Mes rapports avec mes contemporains étaient les mêmes, en apparence, et pourtant devenaient subtilement désaccordés. Mes amis n’avaient pas changé. Ils vantaient toujours, [92] à l’occasion, l’harmonie et la sécurité qu’on trouvait auprès de moi. Mais je n’étais sensible qu’aux dissonances, au désordre qui m’emplissait ; je me sentais vulnérable, et livré à l’accusation publique.
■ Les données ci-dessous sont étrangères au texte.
//! Integration tests for the `echoform` binary.

use echoform_io::{AudioBuffer, decode_wav, write_wav_f32};
use std::path::Path;
use std::process::Command;
use tempfile::TempDir;

fn echoform_bin() -> Command {
    Command::new(env!("CARGO_BIN_EXE_echoform"))
}

const SPEC: &str = r#"{
  "version": 1,
  "schemaId": "echoform.graph",
  "seed": 3,
  "assets": [{ "id": "tone", "kind": "sample", "src": "tone.wav" }],
  "nodes": [
    { "id": "player", "type": "player", "assetId": "tone" },
    { "id": "out", "type": "gain", "params": { "gain": 0.5 } },
    { "id": "hiss", "type": "noise" }
  ],
  "connections": [{ "from": "player", "to": "out" }]
}"#;

fn fixture() -> TempDir {
    let dir = TempDir::new().unwrap();
    let samples = (0..4000).map(|i| (i as f32 * 0.05).sin() * 0.5).collect();
    write_wav_f32(dir.path().join("tone.wav"), &AudioBuffer::new(vec![samples], 8000)).unwrap();
    std::fs::write(dir.path().join("graph.json"), SPEC).unwrap();
    dir
}

fn spec_path(dir: &TempDir) -> std::path::PathBuf {
    dir.path().join("graph.json")
}

#[test]
fn validate_accepts_good_spec() {
    let dir = fixture();
    let output = echoform_bin()
        .arg("validate")
        .arg(spec_path(&dir))
        .output()
        .expect("failed to run echoform validate");
    assert!(output.status.success());
    let stdout = String::from_utf8_lossy(&output.stdout);
    assert!(stdout.contains("ok (3 nodes"), "unexpected output: {stdout}");
}

#[test]
fn validate_rejects_unknown_type() {
    let dir = fixture();
    let bad = dir.path().join("bad.json");
    std::fs::write(&bad, SPEC.replace("\"noise\"", "\"reverb\"")).unwrap();
    let output = echoform_bin().arg("validate").arg(&bad).output().unwrap();
    assert!(!output.status.success());
    let stderr = String::from_utf8_lossy(&output.stderr);
    assert!(stderr.contains("reverb"), "unexpected error: {stderr}");
}

#[test]
fn hash_is_stable_and_node_scoped() {
    let dir = fixture();
    let run = |extra: &[&str]| {
        let output = echoform_bin()
            .arg("hash")
            .arg(spec_path(&dir))
            .args(extra)
            .output()
            .unwrap();
        assert!(output.status.success());
        String::from_utf8_lossy(&output.stdout).trim().to_string()
    };
    let full = run(&[]);
    assert_eq!(full.len(), 64);
    assert_eq!(full, run(&[]));
    assert_ne!(full, run(&["--node", "out"]));
    assert_eq!(run(&["--fast"]).len(), 16);
}

#[test]
fn inspect_lists_sinks_and_chain() {
    let dir = fixture();
    let output = echoform_bin()
        .arg("inspect")
        .arg(spec_path(&dir))
        .args(["--node", "out"])
        .output()
        .unwrap();
    assert!(output.status.success());
    let stdout = String::from_utf8_lossy(&output.stdout);
    assert!(stdout.contains("Sinks: hiss, out"), "unexpected output: {stdout}");
    assert!(stdout.contains("Upstream of out:"));
    assert!(stdout.contains("playbackRate"));
}

#[test]
fn inspect_json_is_parseable() {
    let dir = fixture();
    let output = echoform_bin()
        .arg("inspect")
        .arg(spec_path(&dir))
        .arg("--json")
        .output()
        .unwrap();
    assert!(output.status.success());
    let value: serde_json::Value = serde_json::from_slice(&output.stdout).unwrap();
    assert_eq!(value["nodes"].as_array().unwrap().len(), 3);
    assert_eq!(value["sinks"][0], "hiss");
}

fn render(dir: &Path, extra: &[&str]) -> std::process::Output {
    echoform_bin()
        .arg("render")
        .arg(dir.join("graph.json"))
        .arg("-o")
        .arg(dir.join("renders").join("out.wav"))
        .args(extra)
        .output()
        .unwrap()
}

#[test]
fn render_node_chain_to_wav() {
    let dir = fixture();
    let output = render(dir.path(), &["--node", "out"]);
    assert!(
        output.status.success(),
        "render failed: {}",
        String::from_utf8_lossy(&output.stderr)
    );

    let bytes = std::fs::read(dir.path().join("renders").join("out.wav")).unwrap();
    let decoded = decode_wav(&bytes).unwrap();
    assert_eq!(decoded.sample_rate(), 48_000);
    assert_eq!(decoded.channel_count(), 2);
    // 4000 frames at 8 kHz.
    assert_eq!(decoded.frames(), 24_000);
    assert!(decoded.peak() > 0.0);
}

#[test]
fn render_respects_duration_and_bit_depth() {
    let dir = fixture();
    let output = render(dir.path(), &["--duration", "1.5", "--bit-depth", "24"]);
    assert!(output.status.success());
    let bytes = std::fs::read(dir.path().join("renders").join("out.wav")).unwrap();
    let decoded = decode_wav(&bytes).unwrap();
    assert_eq!(decoded.frames(), 72_000);

    // Shorter than the asset: the asset length wins.
    let output = render(dir.path(), &["--duration", "0.25"]);
    assert!(output.status.success());
    let bytes = std::fs::read(dir.path().join("renders").join("out.wav")).unwrap();
    assert_eq!(decode_wav(&bytes).unwrap().frames(), 24_000);
}

#[test]
fn render_reports_budget_errors() {
    let dir = fixture();
    let config = dir.path().join("engine.toml");
    std::fs::write(&config, "[render]\nmax_samples = 1000\n").unwrap();
    let output = render(dir.path(), &["--config", config.to_str().unwrap()]);
    assert!(!output.status.success());
}

#[test]
fn validate_warns_on_out_of_range_params() {
    let dir = fixture();
    let loud = dir.path().join("loud.json");
    std::fs::write(&loud, SPEC.replace("\"gain\": 0.5", "\"gain\": 9")).unwrap();

    let output = echoform_bin().arg("validate").arg(&loud).output().unwrap();
    assert!(output.status.success());
    assert!(String::from_utf8_lossy(&output.stderr).contains("warning: node 'out'"));

    let strict = echoform_bin()
        .args(["validate", "--strict"])
        .arg(&loud)
        .output()
        .unwrap();
    assert!(!strict.status.success());
}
Mes semblables cessaient d’être à mes yeux l’auditoire respectueux dont j’avais l’habitude. Le cercle dont j’étais le centre se brisait et ils se plaçaient sur une seule rangée, comme au tribunal. A partir du moment où j’ai appréhendé qu’il y eût en moi quelque chose à juger, j’ai compris, en somme, qu’il y avait en eux une vocation irrésistible de jugement. Oui, ils étaient là, comme avant, mais ils riaient. Ou plutôt il me semblait que chacun de ceux que je rencontrais me regardait avec un sourire caché. J’eus même l’impression, à cette époque, qu’on me faisait des crocs-en-jambe. Deux ou trois fois, en effet, je butai, sans raison, en entrant dans des endroits publics. Une fois même, je m’étalai. Le Français cartésien que je suis eut vite fait de se reprendre et d’attribuer ces accidents à la seule divinité raisonnable, je veux dire le hasard. N’importe, il me restait de la défiance.
[93]
Mon attention éveillée, il ne me fut pas difficile de découvrir que j’avais des ennemis. Dans mon métier d’abord, et puis dans ma vie mondaine. Pour les uns, je les avais obligés. Pour d’autres, j’aurais dû les obliger. Tout cela, en somme, était dans l’ordre et je le découvris sans trop de chagrin. Il me fut plus difficile et douloureux, en revanche, d’admettre que j’avais des ennemis parmi des gens que je connaissais à peine, ou pas du tout. J’avais toujours pensé, avec l’ingénuité dont je vous ai donné quelques preuves, que ceux qui ne me connaissaient pas ne pourraient s’empêcher de m’aimer s’ils venaient à me fréquenter. Eh bien, non ! Je rencontrai des inimitiés surtout parmi ceux qui ne me connaissaient que de très loin, et sans que je les connusse moi-même. Sans doute me soupçonnaient-ils de vivre pleinement et dans un libre abandon au bonheur : cela ne se pardonne pas. L’air de la réussite, quand il est porté d’une certaine manière, rendrait un âne enragé. Ma vie, d’autre part, était pleine à craquer et, par manque de temps, je refusais beaucoup d’avances. J’oubliais ensuite, pour la même [94] raison, mes refus. Mais ces avances m’avaient été faites par des gens dont la vie n’était pas pleine et qui, pour cette même raison, se souvenaient de mes refus.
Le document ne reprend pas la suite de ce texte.